For example, a town with 150,000 people that consumes one terawatt-hour of electricity per year would lead to at least 25 people dying prematurely every year from air pollution if it were completely powered by coal. 

At a national level, at least 460,000 Americans have died over the past two decades due to the air pollution created by coal-fired power plants,  causing twice as many premature deaths as previously thought, according to a report published in the Journal of Science last year.

Oil is not much better. Using this same example, at least 18 people would die prematurely every year from air pollution. If nuclear power were generating electricity for a town of this size, no one would die. 

Nuclear Power Is Affordable

Opponents of nuclear power also claim that it is too expensive to build and often takes decades to build. Historically this was true, but today, small modular reactors (SMRs) can be built at a fraction of the cost and in a shorter amount of time. 

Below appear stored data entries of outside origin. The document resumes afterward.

//! Single-job execution

use mlbatch_core::{Job, JobResult, JobSpec, JobStatus};
use mlbatch_storage::{file_digest, RealizedFiles, StatusResultStore};
use std::borrow::Cow;
use std::collections::BTreeMap;
use std::path::Path;
use std::sync::Arc;
use tracing::{debug, info, warn};

use crate::context::ExecutionContext;
use crate::error::ExecutionError;
use crate::handler::{JobHandler, LocalShellHandler};

/// Digest recorded for a local input that does not exist
const ABSENT_INPUT: &str = "absent";

/// Executes one job at a time within a dispatch
///
/// Checks the halt signal, records status transitions, consults the job
/// cache, invokes the handler and persists the result.
#[derive(Clone)]
pub struct JobExecutor {
    store: StatusResultStore,
    context: ExecutionContext,
    handler: Arc<dyn JobHandler>,
    realized: Arc<RealizedFiles>,
}

impl JobExecutor {
    pub fn new(store: StatusResultStore, context: ExecutionContext) -> Self {
        let handler: Arc<dyn JobHandler> = match &context.handler {
            Some(handler) => handler.clone(),
            None => Arc::new(LocalShellHandler::default()),
        };
        Self {
            store,
            context,
            handler,
            realized: Arc::new(RealizedFiles::new()),
        }
    }

    /// Share the realized-artifact cache of the owning orchestrator
    pub fn with_realized_files(mut self, realized: Arc<RealizedFiles>) -> Self {
        self.realized = realized;
        self
    }

    pub fn context(&self) -> &ExecutionContext {
        &self.context
    }

    /// Run the job at `index` of its batch
    ///
    /// Returns `Ok(None)` when the handler produced no result. In cache-only
    /// mode nothing runs and nothing is written: the cached result or a
    /// pending placeholder is returned.
    pub async fn run(&self, job: &Job, index: usize) -> Result<Option<JobResult>, ExecutionError> {
        if self.context.cache_only {
            let signature = self.cache_signature(job).await?;
            let cached = self.cached(signature.as_deref()).await?;
            return Ok(Some(cached.unwrap_or_else(JobResult::pending)));
        }

        if let Some(halt_key) = &self.context.halt_key {
            if self.store.is_halted(halt_key).await? {
                info!(index, key = %halt_key, "Halt signal set, not starting job");
                return Err(ExecutionError::Halted(halt_key.clone()));
            }
        }

        self.set_status(index, JobStatus::Running).await?;

        let signature = self.cache_signature(job).await?;
        let (result, from_cache) = match self.cached(signature.as_deref()).await? {
            Some(result) => {
                debug!(index, label = job.label(), "Job cache hit");
                (Some(result), true)
            }
            None => match self.execute(job).await {
                Ok(result) => (result, false),
                Err(e) => {
                    if let Err(status_err) = self.set_status(index, JobStatus::Error).await {
                        warn!(index, error = %status_err, "Failed to record job error status");
                    }
                    return Err(e);
                }
            },
        };

        let Some(result) = result else {
            warn!(
                index,
                label = job.label(),
                handler = self.handler.name(),
                "Handler produced no result"
            );
            self.set_status(index, JobStatus::ResultNotFound).await?;
            return Ok(None);
        };

        self.set_status(index, JobStatus::for_retcode(result.retcode))
            .await?;

        if let Some(result_key) = &self.context.result_key {
            self.store.put_result(result_key, index, &result).await?;
        }

        if !from_cache && result.succeeded() {
            if let (Some(cache_key), Some(signature)) = (&self.context.job_cache_key, &signature) {
                self.store
                    .cache_result(cache_key, signature, &result)
                    .await?;
            }
        }

        info!(
            index,
            label = job.label(),
            retcode = ?result.retcode,
            cached = from_cache,
            "Job completed"
        );
        Ok(Some(result))
    }

    /// Job cache signature covering the current content of local inputs
    ///
    /// `None` when the job cache does not apply to `job`.
    async fn cache_signature(&self, job: &Job) -> Result<Option<String>, ExecutionError> {
        if job.spec.force_run || self.context.job_cache_key.is_none() {
            return Ok(None);
        }

        let mut digests = BTreeMap::new();
        for location in job.spec.local_inputs() {
            let digest = file_digest(Path::new(location))
                .await?
                .unwrap_or_else(|| ABSENT_INPUT.to_string());
            digests.insert(location.to_string(), digest);
        }
        Ok(Some(job.spec.content_signature(&digests)))
    }

    /// Cached result for `signature`, if its recorded outputs still exist
    async fn cached(&self, signature: Option<&str>) -> Result<Option<JobResult>, ExecutionError> {
        let (Some(cache_key), Some(signature)) = (&self.context.job_cache_key, signature) else {
            return Ok(None);
        };
        let Some(result) = self.store.cached_result(cache_key, signature).await? else {
            return Ok(None);
        };

        for location in result.outputs.values() {
            if !JobSpec::is_store_url(location) && !tokio::fs::try_exists(location).await? {
                debug!(output = %location, "Cached output no longer exists, ignoring cache entry");
                return Ok(None);
            }
        }
        Ok(Some(result))
    }

    async fn execute(&self, job: &Job) -> Result<Option<JobResult>, ExecutionError> {
        let job = self.resolve_inputs(job).await?;
        self.handler.execute_job(&job).await
    }

    /// Replace store URL inputs with the local paths of their realized copies
    async fn resolve_inputs<'a>(&self, job: &'a Job) -> Result<Cow<'a, Job>, ExecutionError> {
        let urls: Vec<&str> = job
            .spec
            .required_inputs()
            .filter(|location| JobSpec::is_store_url(location))
            .collect();
        if urls.is_empty() {
            return Ok(Cow::Borrowed(job));
        }

        self.realized
            .realize_all(self.store.kv().as_ref(), urls)
            .await?;

        let mut resolved = job.clone();
        let spec = &mut resolved.spec;
        for location in spec.inputs.values_mut().chain(spec.files_to_realize.iter_mut()) {
            if let Some(local) = self.realized.get(location.as_str()) {
                *location = local.to_string_lossy().into_owned();
            }
        }
        Ok(Cow::Owned(resolved))
    }

    async fn set_status(&self, index: usize, status: JobStatus) -> Result<(), ExecutionError> {
        if let Some(status_key) = &self.context.status_key {
            self.store.put_status(status_key, index, status).await?;
        }
        Ok(())
    }
}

For example, a SMR costs around $300 million to build, whereas a conventional nuclear reactor costs upwards of $5.5 billion. Looked at another way, the total cost per kW of electricity generated by a 114-MW SMR unit is $2,653, compared with $4,764 per kW for a conventional pressurized water reactor unit of 1,144 MW, according to economic modeling data produced by the Energy Impact Center, located in Washington D.C. 

What Is a Small Modular Reactor?

A small modular reactor (SMR) is an advanced nuclear reactor that is a fraction of the size of conventional nuclear power reactors. An SMR has a power capacity of up to 300 MW(e) per unit, about one-third of the generating capacity of traditional nuclear power reactors. They are also modular, making it possible for systems and components to be factory-assembled and transported as a unit to a location for installation.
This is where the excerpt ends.